Il Sociale di Busto Arsizio ha festeggiato 130 anni riportando sul palcoscenico l’opera lirica con La Traviata di Giuseppe Verdi, grazie al recente restauro della buca, inutilizzata da ottant’anni
di Chiara Milani
Torna l’opera lirica, al Teatro Sociale Delia Cajelli. Torna e stupisce, emoziona, chiama a raccolta una città in fila sotto la pioggia per vedere La Traviata. Lo fa in occasione del 130esimo anniversario dell’edificio che fu costruito per essere la piccola Scala di Busto Arsizio, con tanto di palchetti.
La storia
A metà degli anni Cinquanta, la struttura di piazza Plebiscito fu però restaurata per fare spazio al cinema, con una balconata e una cabina di proiezione. Per circa tre decenni, dunque, questo luogo visse di sogni di celluloide. Finché, agli inizi degli anni Ottanta, la cooperativa teatrale degli Atecnici riportò gli attori a calcare il palcoscenico della struttura di piazza Plebiscito. Di lì, una serie di restauri, che resero di nuovo fruibile anche il Ridotto, intitolato a Luigi Pirandello. Mentre, dal 2016, il teatro porta il nome della storica direttrice artistica, che se ne prese cura per circa trent’anni e volle – fortissimamente volle – riportarlo alla sua vocazione originaria.
Il restauro della buca
Un amore per il teatro, quello coltivato da Delia Cajelli e da un piccolo, ma affiatato team di appassionati, che il 26 settembre 2021 ha visto coronarsi un altro sogno, con l’orchestra finalmente di nuovo presente nella buca, fresca di restauro, dopo una lunga inattività durata da prima della guerra a oggi.

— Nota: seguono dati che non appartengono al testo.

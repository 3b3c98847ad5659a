//! Closed table of entity types known to a storage.
//!
//! A schema fixes, per entity type, its fields, the kind and target of every
//! reference, what happens to a referrer when its target is removed, and which
//! fields form the type's symbolic id.

use std::collections::HashMap;
use std::fmt;

use strata_metadata::{
    ConnectionType, EntityMetadata, FinalClassMetadata, MetadataProvider, MetadataRegistry,
    OwnPropertyMetadata, StorageTypeMetadata, ValueTypeMetadata,
};
use thiserror::Error;

use crate::id::{EntityTypeId, SymbolicEntityId};
use crate::value::{FieldKind, Fields};

/// What happens to a referrer when the entity a reference field points at is removed.
#[derive(Clone, Copy, Debug, PartialEq, Eq, Hash)]
pub enum RefOwnership {
    /// The referrer is a child of the target and is removed with it.
    Owned,
    /// The reference is cleared (set to null, or pruned from a list).
    Optional,
}

#[derive(Clone, Debug, PartialEq, Eq)]
pub struct FieldSpec {
    name: String,
    kind: FieldKind,
    target: Option<String>,
    ownership: RefOwnership,
    required: bool,
}

impl FieldSpec {
    fn scalar(name: impl Into<String>, kind: FieldKind, required: bool) -> Self {
        Self {
            name: name.into(),
            kind,
            target: None,
            ownership: RefOwnership::Optional,
            required,
        }
    }

    fn reference(
        name: impl Into<String>,
        kind: FieldKind,
        target: impl Into<String>,
        ownership: RefOwnership,
        required: bool,
    ) -> Self {
        Self {
            name: name.into(),
            kind,
            target: Some(target.into()),
            ownership,
            required,
        }
    }

    pub fn bool(name: impl Into<String>) -> Self {
        Self::scalar(name, FieldKind::Bool, true)
    }

    pub fn int(name: impl Into<String>) -> Self {
        Self::scalar(name, FieldKind::Int, true)
    }

    pub fn string(name: impl Into<String>) -> Self {
        Self::scalar(name, FieldKind::String, true)
    }

    /// List of strings; an absent list is valid.
    pub fn strings(name: impl Into<String>) -> Self {
        Self::scalar(name, FieldKind::Strings, false)
    }

    /// Required reference to the owning parent. Removing the parent removes the child.
    pub fn parent(name: impl Into<String>, target: impl Into<String>) -> Self {
        Self::reference(name, FieldKind::Ref, target, RefOwnership::Owned, true)
    }

    /// Nullable reference, cleared when the target is removed.
    pub fn reference_to(name: impl Into<String>, target: impl Into<String>) -> Self {
        Self::reference(name, FieldKind::Ref, target, RefOwnership::Optional, false)
    }

    /// Ordered references; removed targets are pruned from the list.
    pub fn references_to(name: impl Into<String>, target: impl Into<String>) -> Self {
        Self::reference(name, FieldKind::Refs, target, RefOwnership::Optional, false)
    }

    /// Soft reference to an entity of `target` type by symbolic id.
    pub fn symbolic(name: impl Into<String>, target: impl Into<String>) -> Self {
        Self::reference(name, FieldKind::Symbolic, target, RefOwnership::Optional, true)
    }

    pub fn optional(mut self) -> Self {
        self.required = false;
        self
    }

    pub fn required(mut self) -> Self {
        self.required = true;
        self
    }
}

/// Declaration of one entity type, resolved by [`SchemaBuilder::build`].
#[derive(Clone, Debug, PartialEq, Eq)]
pub struct EntityTypeDecl {
    name: String,
    fq_name: Option<String>,
    fields: Vec<FieldSpec>,
    key: Vec<String>,
}
use std::fmt;

use serde::{Deserialize, Serialize};
use sha2::{Digest, Sha256};

use crate::model::StorageTypeMetadata;

/// Stable fingerprint of a type descriptor.
#[derive(Clone, Copy, Debug, PartialEq, Eq, Hash, PartialOrd, Ord, Serialize, Deserialize)]
#[serde(transparent)]
pub struct MetadataHash(u64);

impl MetadataHash {
    pub const fn from_raw(raw: u64) -> Self {
        Self(raw)
    }

    pub const fn to_raw(self) -> u64 {
        self.0
    }
}

impl fmt::Display for MetadataHash {
    fn fmt(&self, f: &mut fmt::Formatter<'_>) -> fmt::Result {
        write!(f, "{:016x}", self.0)
    }
}

/// Hashes the canonical JSON form of `metadata`.
///
/// The first eight bytes of the SHA-256 digest are used; property and
/// subclass order is significant.
pub fn metadata_hash(metadata: &StorageTypeMetadata) -> MetadataHash {
    let mut hasher = Sha256::new();
    // Serializing plain data into a `Vec` cannot fail.
    match serde_json::to_vec(metadata) {
        Ok(bytes) => hasher.update(&bytes),
        Err(_) => hasher.update(metadata.fq_name().as_bytes()),
    }
    let digest = hasher.finalize();
    let mut prefix = [0u8; 8];
    prefix.copy_from_slice(&digest[..8]);
    MetadataHash(u64::from_be_bytes(prefix))
}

Il pubblico di oggi… e di domani
Certo, per pensare di rendere quello con la lirica un appuntamento fisso e non soltanto un evento per le grandi occasioni, serve anche educare il pubblico, che ormai conosce sempre meno le più belle arie. Non a caso, in città prima della pandemia era approdato il progetto Opera Domani per gli studenti tra i 6 e i 14 anni. Un investimento destinato, ovviamente, a dare frutti a lungo termine.
Un progetto “sociale”
Intanto, la speranza di Luca Galli, presidente di questa realtà, e Maurizio Ampollini, al vertice della Fondazione Comunitaria del Varesotto, che è l’attuale proprietaria della struttura, è non soltanto che lo storico teatro non faccia mai la fine di quello della vicina Varese, abbattuto negli anni Cinquanta, ma che torni a essere davvero “sociale”, grazie all’azionariato popolare, che permetterebbe ai cittadini di tornare proprietari del teatro, nell’ottica della restituzione e della partecipazione diffusa. Obiettivo: raccogliere in 5 anni fondi per 2 milioni di euro. Chissà che tra un quinquennio si possa brindare nei lieti calici a questo risultato, dopo il Libiamo riecheggiato con il ritorno dell’opera.
La rinascita
Del resto, il regista Alberto Oliva ha ricordato che, dopo lo stop durato due anni a causa della pandemia, “tornare in scena con La traviata è stato come rinascere”. Già.